Saturday my foundation lost another support.  Equally as sudden and just as painful.  Half of who I am, and how I think is because of my Dad.  He was my Super Hero the person who would rescue me anytime and anywhere.

Not only was this shock abrupt it opens a huge unhealed wound.  A loss and absence that has not full healed right. The loss of my grandparents were like a straight incision cut with a sharp scapula that is able to be sutured clean to heal with a minimal scar. Christy and my Dad are jagged wounds that have a higher likelihood to infect and while the sutures may hold the scar is deep and large. 

I am not minimizing the losses of my grandparents but they were ill for some time.  I could see the writing on the wall.  My Dad's you could say was similar but my issue is I had concerns that medical staff minimized.  I was reviewing the results of the tests in real time forming my own opinions.  I was being told to look elsewhere and my dad was discharged with stable condition and a follow up appointment 13 hours from release to not live to the appointment.  This feels so similar to finding out cause of death for Christy was Heroine Toxicity.  It is something I feel bad for not being more vocal even though I was vocal.  I feel loss and I will never get a list hug or to hear, “I love you Bean.”

This struggle is real.  My parents spent their retirement on Christy's civil case for her murder as well as Guardianship of her girls.  My Dad had no life insurance due to his life long struggle with weight and his employee's plan denying him for his BMI.  Decisions were made that have left my mom unsecure and it is another reason the wound cannot heal.  Now my Dad isn't here with his income and the struggle is real and very scary. 

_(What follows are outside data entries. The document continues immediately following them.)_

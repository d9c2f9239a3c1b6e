use super::track::Track;

/// Latest playback report from the provider.
#[derive(Debug, Clone, PartialEq)]
pub struct PlaybackSnapshot {
    pub track: Option<Track>,
    pub paused: bool,
    /// Position within the track, normalized to [0, 1].
    pub progress: f64,
}

/// Everything the provider binding can report, as typed events. The UI and
/// the connection machine are driven exclusively through these, so tests
/// run without a live provider.
#[derive(Debug, Clone, PartialEq)]
pub enum PlayerEvent {
    Connecting,
    Ready { device_id: String },
    NotReady,
    StateChanged(PlaybackSnapshot),
    AuthError(String),
    AccountError(String),
    InitError(String),
    Disconnected,
}

#[derive(Debug, Clone, PartialEq, Eq)]
pub enum ConnectionState {
    Disconnected,
    Connecting,
    Ready,
    Playing,
    Paused,
    Error(String),
}

/// Side effects a transition asks the owner to perform.
#[derive(Debug, Clone, PartialEq, Eq)]
pub enum StateEffect {
    /// The stored access token is invalid; drop it so the next attempt
    /// starts clean.
    ClearToken,
}

/// Connection lifecycle of the provider binding.
#[derive(Debug, Clone)]
pub struct Connection {
    state: ConnectionState,
    device_id: Option<String>,
}

impl Default for Connection {
    fn default() -> Self {
        Self::new()
    }
}

impl Connection {
    pub fn new() -> Self {
        Self {
            state: ConnectionState::Disconnected,
            device_id: None,
        }
    }

    pub fn state(&self) -> &ConnectionState {
        &self.state
    }

    pub fn device_id(&self) -> Option<&str> {
        self.device_id.as_deref()
    }

    pub fn is_connected(&self) -> bool {
        matches!(
            self.state,
            ConnectionState::Ready | ConnectionState::Playing | ConnectionState::Paused
        )
    }

    pub fn apply(&mut self, event: &PlayerEvent) -> Option<StateEffect> {
        match event {
            PlayerEvent::Connecting => {
                self.state = ConnectionState::Connecting;
                None
            }
            PlayerEvent::Ready { device_id } => {
                self.device_id = Some(device_id.clone());
                self.state = ConnectionState::Ready;
                None
            }
            PlayerEvent::NotReady => {
                self.device_id = None;
                self.state = ConnectionState::Connecting;
                None
            }
            PlayerEvent::StateChanged(snapshot) => {
                self.state = if snapshot.paused {
                    ConnectionState::Paused
                } else {
                    ConnectionState::Playing
                };
                None
            }
            PlayerEvent::AuthError(_) => {
                self.device_id = None;
                self.state = ConnectionState::Disconnected;
                Some(StateEffect::ClearToken)
            }
            PlayerEvent::AccountError(message) | PlayerEvent::InitError(message) => {
                self.state = ConnectionState::Error(message.clone());
                None
            }
            PlayerEvent::Disconnected => {
                self.device_id = None;
                self.state = ConnectionState::Disconnected;
                None
            }
        }
    }
}

#[cfg(test)]
mod tests {
    use super::*;

    fn snapshot(paused: bool) -> PlayerEvent {
        PlayerEvent::StateChanged(PlaybackSnapshot {
            track: None,
            paused,
            progress: 0.0,
        })
    }

    #[test]
    fn happy_path_reaches_playing() {
        let mut conn = Connection::new();
        assert_eq!(conn.state(), &ConnectionState::Disconnected);

        conn.apply(&PlayerEvent::Connecting);
        assert_eq!(conn.state(), &ConnectionState::Connecting);

        conn.apply(&PlayerEvent::Ready {
            device_id: "dev-1".into(),
        });
        assert_eq!(conn.state(), &ConnectionState::Ready);
        assert_eq!(conn.device_id(), Some("dev-1"));

        conn.apply(&snapshot(false));
        assert_eq!(conn.state(), &ConnectionState::Playing);

        conn.apply(&snapshot(true));
        assert_eq!(conn.state(), &ConnectionState::Paused);
    }

    #[test]
    fn auth_error_disconnects_and_clears_the_token() {
        let mut conn = Connection::new();
        conn.apply(&PlayerEvent::Ready {
            device_id: "dev-1".into(),
        });

        let effect = conn.apply(&PlayerEvent::AuthError("expired".into()));
        assert_eq!(effect, Some(StateEffect::ClearToken));
        assert_eq!(conn.state(), &ConnectionState::Disconnected);
        assert_eq!(conn.device_id(), None);
    }

    #[test]
    fn account_error_parks_in_error_state() {
        let mut conn = Connection::new();
        conn.apply(&PlayerEvent::Connecting);
        let effect = conn.apply(&PlayerEvent::AccountError("premium".into()));
        assert_eq!(effect, None);
        assert_eq!(conn.state(), &ConnectionState::Error("premium".into()));
        assert!(!conn.is_connected());
    }

    #[test]
    fn device_offline_falls_back_to_connecting() {
        let mut conn = Connection::new();
        conn.apply(&PlayerEvent::Ready {
            device_id: "dev-1".into(),
        });
        conn.apply(&snapshot(false));

        conn.apply(&PlayerEvent::NotReady);
        assert_eq!(conn.state(), &ConnectionState::Connecting);
        assert_eq!(conn.device_id(), None);
    }

    #[test]
    fn reconnect_after_error_is_possible() {
        let mut conn = Connection::new();
        conn.apply(&PlayerEvent::InitError("bad sdk".into()));
        conn.apply(&PlayerEvent::Connecting);
        conn.apply(&PlayerEvent::Ready {
            device_id: "dev-2".into(),
        });
        assert!(conn.is_connected());
    }
}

But with that I will leave you with my words I spoke at the service yesterday. 

James Ray Mays had many names... Jim... James.... Jimmy Ray... Uncle... Uncle Bubb... Kathy's Husband... Christy Trina or Tricia's dad, Dad itself but even that didn't give him as much joy as Grampy but even better was Princess Grampy!

My Dad was an introvert, a bookworm and someone who thrived on learning new things.  He married the definition of an Extrovert, the talker to anyone, anywhere and anytime.  This caused him to exit his quiet little bubble to be the charismatic, quick witted, and all around likable guy everyone knew. 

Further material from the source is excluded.